*** Begin section ***

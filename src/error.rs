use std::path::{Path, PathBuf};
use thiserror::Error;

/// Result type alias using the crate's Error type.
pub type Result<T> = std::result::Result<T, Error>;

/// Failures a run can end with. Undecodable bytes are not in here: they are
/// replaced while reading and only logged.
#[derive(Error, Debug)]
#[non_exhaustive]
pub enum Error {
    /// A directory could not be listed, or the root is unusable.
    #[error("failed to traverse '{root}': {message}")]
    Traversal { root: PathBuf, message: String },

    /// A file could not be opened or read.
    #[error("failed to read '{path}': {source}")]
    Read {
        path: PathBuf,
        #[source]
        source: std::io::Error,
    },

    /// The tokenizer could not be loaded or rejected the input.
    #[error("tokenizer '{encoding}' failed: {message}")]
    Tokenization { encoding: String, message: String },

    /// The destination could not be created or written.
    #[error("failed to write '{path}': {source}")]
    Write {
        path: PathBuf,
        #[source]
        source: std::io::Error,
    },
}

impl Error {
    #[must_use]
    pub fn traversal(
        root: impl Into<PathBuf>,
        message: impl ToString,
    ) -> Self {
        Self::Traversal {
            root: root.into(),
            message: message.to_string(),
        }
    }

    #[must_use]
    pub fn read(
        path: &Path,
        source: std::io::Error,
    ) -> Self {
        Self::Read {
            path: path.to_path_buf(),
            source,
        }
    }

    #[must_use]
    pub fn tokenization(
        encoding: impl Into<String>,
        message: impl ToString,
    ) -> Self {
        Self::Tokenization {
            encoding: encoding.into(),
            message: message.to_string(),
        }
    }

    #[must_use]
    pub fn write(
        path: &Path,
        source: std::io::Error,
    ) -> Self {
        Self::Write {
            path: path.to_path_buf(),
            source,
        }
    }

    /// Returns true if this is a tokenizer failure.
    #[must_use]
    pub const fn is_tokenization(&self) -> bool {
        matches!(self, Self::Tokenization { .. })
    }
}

*** End section ***
*** Begin section ***

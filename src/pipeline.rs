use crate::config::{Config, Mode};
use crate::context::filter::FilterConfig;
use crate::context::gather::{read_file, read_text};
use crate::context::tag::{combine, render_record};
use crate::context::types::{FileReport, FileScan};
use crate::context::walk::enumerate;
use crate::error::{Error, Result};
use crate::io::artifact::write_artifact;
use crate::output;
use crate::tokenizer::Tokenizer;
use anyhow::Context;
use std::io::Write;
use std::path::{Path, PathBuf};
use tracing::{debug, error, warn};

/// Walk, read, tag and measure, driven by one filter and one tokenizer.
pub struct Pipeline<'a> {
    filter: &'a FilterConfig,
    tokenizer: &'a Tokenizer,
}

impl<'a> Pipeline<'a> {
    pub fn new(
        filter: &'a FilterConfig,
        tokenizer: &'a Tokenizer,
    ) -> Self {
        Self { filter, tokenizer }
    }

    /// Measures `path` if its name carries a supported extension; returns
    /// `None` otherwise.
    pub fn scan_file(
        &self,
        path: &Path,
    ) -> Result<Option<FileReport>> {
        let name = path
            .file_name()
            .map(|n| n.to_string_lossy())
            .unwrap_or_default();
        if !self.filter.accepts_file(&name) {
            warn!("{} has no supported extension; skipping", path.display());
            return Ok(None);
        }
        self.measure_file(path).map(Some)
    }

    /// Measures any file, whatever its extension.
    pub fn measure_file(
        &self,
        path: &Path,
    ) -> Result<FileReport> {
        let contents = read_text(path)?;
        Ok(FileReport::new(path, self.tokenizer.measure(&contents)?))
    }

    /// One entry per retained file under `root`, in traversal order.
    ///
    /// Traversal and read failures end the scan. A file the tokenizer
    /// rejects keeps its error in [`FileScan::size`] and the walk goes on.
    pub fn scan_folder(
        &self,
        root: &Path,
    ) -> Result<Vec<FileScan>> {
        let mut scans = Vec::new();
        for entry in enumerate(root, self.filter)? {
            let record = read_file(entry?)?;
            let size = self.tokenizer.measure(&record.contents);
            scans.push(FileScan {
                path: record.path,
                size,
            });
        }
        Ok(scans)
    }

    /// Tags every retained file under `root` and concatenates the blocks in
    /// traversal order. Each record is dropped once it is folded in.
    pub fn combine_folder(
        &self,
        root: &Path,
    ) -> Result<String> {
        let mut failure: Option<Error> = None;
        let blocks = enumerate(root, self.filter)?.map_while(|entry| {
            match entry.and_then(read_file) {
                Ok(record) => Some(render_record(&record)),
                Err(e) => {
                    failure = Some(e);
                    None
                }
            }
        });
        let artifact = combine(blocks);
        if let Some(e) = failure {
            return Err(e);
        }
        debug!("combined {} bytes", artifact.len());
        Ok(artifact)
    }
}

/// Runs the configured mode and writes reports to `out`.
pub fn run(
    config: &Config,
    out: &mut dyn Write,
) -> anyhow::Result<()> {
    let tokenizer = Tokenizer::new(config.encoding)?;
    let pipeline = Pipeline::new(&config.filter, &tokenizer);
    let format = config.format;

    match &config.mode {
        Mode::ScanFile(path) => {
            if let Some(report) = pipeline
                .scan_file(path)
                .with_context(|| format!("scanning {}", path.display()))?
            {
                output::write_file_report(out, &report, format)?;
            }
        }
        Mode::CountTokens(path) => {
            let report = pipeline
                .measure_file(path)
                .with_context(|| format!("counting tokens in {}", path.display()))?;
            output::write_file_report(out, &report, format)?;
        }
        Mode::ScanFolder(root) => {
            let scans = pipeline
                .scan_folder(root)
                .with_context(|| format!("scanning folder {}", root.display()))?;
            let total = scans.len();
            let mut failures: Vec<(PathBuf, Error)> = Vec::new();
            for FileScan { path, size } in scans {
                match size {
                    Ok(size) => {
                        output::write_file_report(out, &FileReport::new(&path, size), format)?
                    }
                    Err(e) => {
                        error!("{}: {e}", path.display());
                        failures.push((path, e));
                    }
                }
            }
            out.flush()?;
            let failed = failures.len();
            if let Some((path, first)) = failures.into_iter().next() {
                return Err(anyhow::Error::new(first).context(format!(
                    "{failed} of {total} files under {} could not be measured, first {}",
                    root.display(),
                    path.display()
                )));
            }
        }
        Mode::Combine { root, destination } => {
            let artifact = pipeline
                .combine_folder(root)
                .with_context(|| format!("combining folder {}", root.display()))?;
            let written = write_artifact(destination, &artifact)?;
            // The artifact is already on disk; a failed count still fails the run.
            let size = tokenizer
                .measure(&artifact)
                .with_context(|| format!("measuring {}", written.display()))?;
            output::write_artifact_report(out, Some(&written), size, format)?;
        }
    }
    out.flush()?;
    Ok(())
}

*** End section ***

**TASK STATEMENT**
Where a line of the entries contains "filename", report that line.

**COMPLETED TASK**
filename src/error.rs
filename src/pipeline.rs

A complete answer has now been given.